> [PROVIDED ENTRIES]:
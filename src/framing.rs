//! Wire framing for `text/event-stream`.
//!
//! [`FrameDecoder`] is incremental: feed it arbitrary byte chunks as they
//! arrive off the transport and it yields completed events. Framing rules:
//!
//! - lines end with `\n`, `\r\n`, or a lone `\r`
//! - `field: value`, with one optional leading space stripped from the value
//! - lines starting with `:` are comments (keep-alives) and are skipped
//! - `data:` lines accumulate; multiple lines join with `\n`
//! - a blank line terminates the event; events without any `data:` line are
//!   not emitted
//! - `id:` and `retry:` are reconnection hints and are ignored here
//! - an event left unterminated when the stream ends is discarded

/// A completed wire event.
#[derive(Clone, Debug, PartialEq, Eq)]
pub struct EventFrame {
    /// Event type; `None` means the default `message` type.
    pub event: Option<String>,

    /// Joined payload of the `data:` lines.
    pub data: String,
}

impl EventFrame {
    /// True when this frame would fire a plain `message` listener.
    pub fn is_message(&self) -> bool {
        matches!(self.event.as_deref(), None | Some("message"))
    }
}

/// Incremental event-stream decoder.
#[derive(Default)]
pub struct FrameDecoder {
    line: Vec<u8>,
    /// The previous byte was `\r`; a following `\n` belongs to it.
    pending_cr: bool,
    event: Option<String>,
    data: Vec<String>,
}

impl FrameDecoder {
    pub fn new() -> Self {
        Self::default()
    }

    /// Feed a chunk of transport bytes, returning any events it completed.
    pub fn feed(&mut self, chunk: &[u8]) -> Vec<EventFrame> {
        let mut out = Vec::new();
        for &byte in chunk {
            if self.pending_cr {
                self.pending_cr = false;
                if byte == b'\n' {
                    continue;
                }
            }
            match byte {
                b'\n' => self.end_line(&mut out),
                b'\r' => {
                    self.pending_cr = true;
                    self.end_line(&mut out);
                }
                _ => self.line.push(byte),
            }
        }
        out
    }

    fn end_line(&mut self, out: &mut Vec<EventFrame>) {
        let raw = std::mem::take(&mut self.line);
        let line = String::from_utf8_lossy(&raw);
        if let Some(frame) = self.feed_line(&line) {
            out.push(frame);
        }
    }

    fn feed_line(&mut self, line: &str) -> Option<EventFrame> {
        // Blank line: event boundary. The type buffer resets either way.
        if line.is_empty() {
            let event = self.event.take();
            if self.data.is_empty() {
                return None;
            }
            return Some(EventFrame {
                event,
                data: std::mem::take(&mut self.data).join("\n"),
            });
        }

        if line.starts_with(':') {
            return None;
        }

        let mut split = line.splitn(2, ':');
        let field = split.next().unwrap_or_default();
        let mut value = split.next().unwrap_or_default();
        if let Some(stripped) = value.strip_prefix(' ') {
            value = stripped;
        }

        match field {
            "event" => self.event = Some(value.to_owned()),
            "data" => self.data.push(value.to_owned()),
            "id" | "retry" => {}
            _ => {}
        }
        None
    }
}
//! The owning scope: one connection feeding one store.

use std::sync::Arc;

use serde_json::Value;

use crate::error::{FeedError, Result};
use crate::store::FeedStore;
use crate::transport::{EventSink, StreamHandle, StreamOpener};
use crate::types::{ConnectionState, DecodeMode, Snapshot, SubscriberId};

/// Feed configuration.
#[derive(Clone, Debug)]
pub struct FeedConfig {
    /// Event-stream endpoint.
    pub url: String,

    /// Value served before the first message arrives.
    pub seed: Option<Value>,

    /// Payload decode policy.
    pub decode: DecodeMode,
}

impl FeedConfig {
    /// Config with defaults: no seed, lenient decoding.
    pub fn new(url: impl Into<String>) -> Self {
        FeedConfig {
            url: url.into(),
            seed: None,
            decode: DecodeMode::default(),
        }
    }

    /// Set the pre-connection seed value.
    pub fn with_seed(mut self, seed: impl Into<Value>) -> Self {
        self.seed = Some(seed.into());
        self
    }

    /// Set the decode policy.
    pub fn with_decode(mut self, mode: DecodeMode) -> Self {
        self.decode = mode;
        self
    }
}

/// One composed read of a feed: current data, current error, and whether a
/// live connection exists right now.
///
/// `is_connected` is derived from the handle state on every read, never
/// stored.
#[derive(Clone, Debug, PartialEq)]
pub struct FeedState {
    pub data: Option<Value>,
    pub error: Option<FeedError>,
    pub is_connected: bool,
}

/// A live feed: owns the connection handle and the store it feeds.
///
/// Exactly one connection exists per feed at any time. Observers use the
/// external-store surface — [`subscribe`](Feed::subscribe),
/// [`snapshot`](Feed::snapshot), [`server_snapshot`](Feed::server_snapshot)
/// — or the composed [`read`](Feed::read) view.
///
/// Observers may read, subscribe, and unsubscribe from inside a
/// notification callback; they must not tear the feed down from inside one.
pub struct Feed {
    store: Arc<FeedStore>,
    opener: Box<dyn StreamOpener>,
    handle: Option<Box<dyn StreamHandle>>,
    url: String,
}

impl Feed {
    /// Build the store and open the first connection immediately.
    pub fn open(config: FeedConfig, opener: impl StreamOpener + 'static) -> Result<Feed> {
        let FeedConfig { url, seed, decode } = config;
        let store = Arc::new(FeedStore::new(seed, decode));
        let mut feed = Feed {
            store,
            opener: Box::new(opener),
            handle: None,
            url: String::new(),
        };
        feed.connect(url)?;
        Ok(feed)
    }

    /// Open a connection to `url`, wiring its events into the store.
    fn connect(&mut self, url: String) -> Result<()> {
        if url.is_empty() {
            return Err(FeedError::InvalidUrl("empty URL".into()));
        }

        let sink = {
            let on_message = {
                let store = Arc::clone(&self.store);
                move |raw: &str| store.handle_raw_message(raw)
            };
            let on_terminal_error = {
                let store = Arc::clone(&self.store);
                move |error| store.handle_terminal_error(error)
            };
            Arc::new(EventSink::new(on_message, on_terminal_error))
        };

        tracing::debug!(%url, "opening event stream");
        self.handle = Some(self.opener.open(&url, sink)?);
        self.url = url;
        Ok(())
    }

    /// Current connection state (`Idle` when no handle exists).
    pub fn state(&self) -> ConnectionState {
        self.handle
            .as_ref()
            .map_or(ConnectionState::Idle, |handle| handle.state())
    }

    /// True iff a connection handle exists and its stream is open.
    pub fn is_connected(&self) -> bool {
        self.state().is_open()
    }

    /// The URL the current (or last) connection was opened against.
    pub fn url(&self) -> &str {
        &self.url
    }

    // --- External-store surface ---

    /// Register a change callback, fired synchronously on every snapshot
    /// change.
    pub fn subscribe(&self, callback: impl Fn() + Send + Sync + 'static) -> SubscriberId {
        self.store.subscribe(callback)
    }

    /// Remove a registration; repeat calls are no-ops.
    pub fn unsubscribe(&self, id: SubscriberId) {
        self.store.unsubscribe(id)
    }

    /// Current snapshot by reference.
    pub fn snapshot(&self) -> Arc<Snapshot> {
        self.store.snapshot()
    }

    /// Pre-connection snapshot (the seed value, no error).
    pub fn server_snapshot(&self) -> Arc<Snapshot> {
        self.store.server_snapshot()
    }

    /// Shared store, for observers that outlive borrowed access to the
    /// feed.
    pub fn store(&self) -> Arc<FeedStore> {
        Arc::clone(&self.store)
    }

    /// One composed read of the feed.
    pub fn read(&self) -> FeedState {
        let snapshot = self.store.snapshot();
        FeedState {
            data: snapshot.data.clone(),
            error: snapshot.error.clone(),
            is_connected: self.is_connected(),
        }
    }

    // --- Lifecycle ---

    /// Tear down the current connection and open a new one against `url`.
    /// The store, and with it the snapshot, survives the switch.
    pub fn set_url(&mut self, url: impl Into<String>) -> Result<()> {
        self.close();
        self.connect(url.into())
    }

    /// Tear the connection down: detach callbacks, close the transport,
    /// clear the handle, in that order. Idempotent.
    pub fn close(&mut self) {
        if let Some(mut handle) = self.handle.take() {
            handle.close();
            tracing::debug!(url = %self.url, "event stream closed");
        }
    }
}

impl Drop for Feed {
    fn drop(&mut self) {
        self.close();
    }
}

> [PROBLEM TO WORK ON]: Each line of the data above containing the string "DecodeMode" is to be copied.

> [RESPONSE TO THIS EXERCISE]:
use crate::types::{ConnectionState, DecodeMode, Snapshot, SubscriberId};
    pub decode: DecodeMode,
            decode: DecodeMode::default(),
    pub fn with_decode(mut self, mode: DecodeMode) -> Self {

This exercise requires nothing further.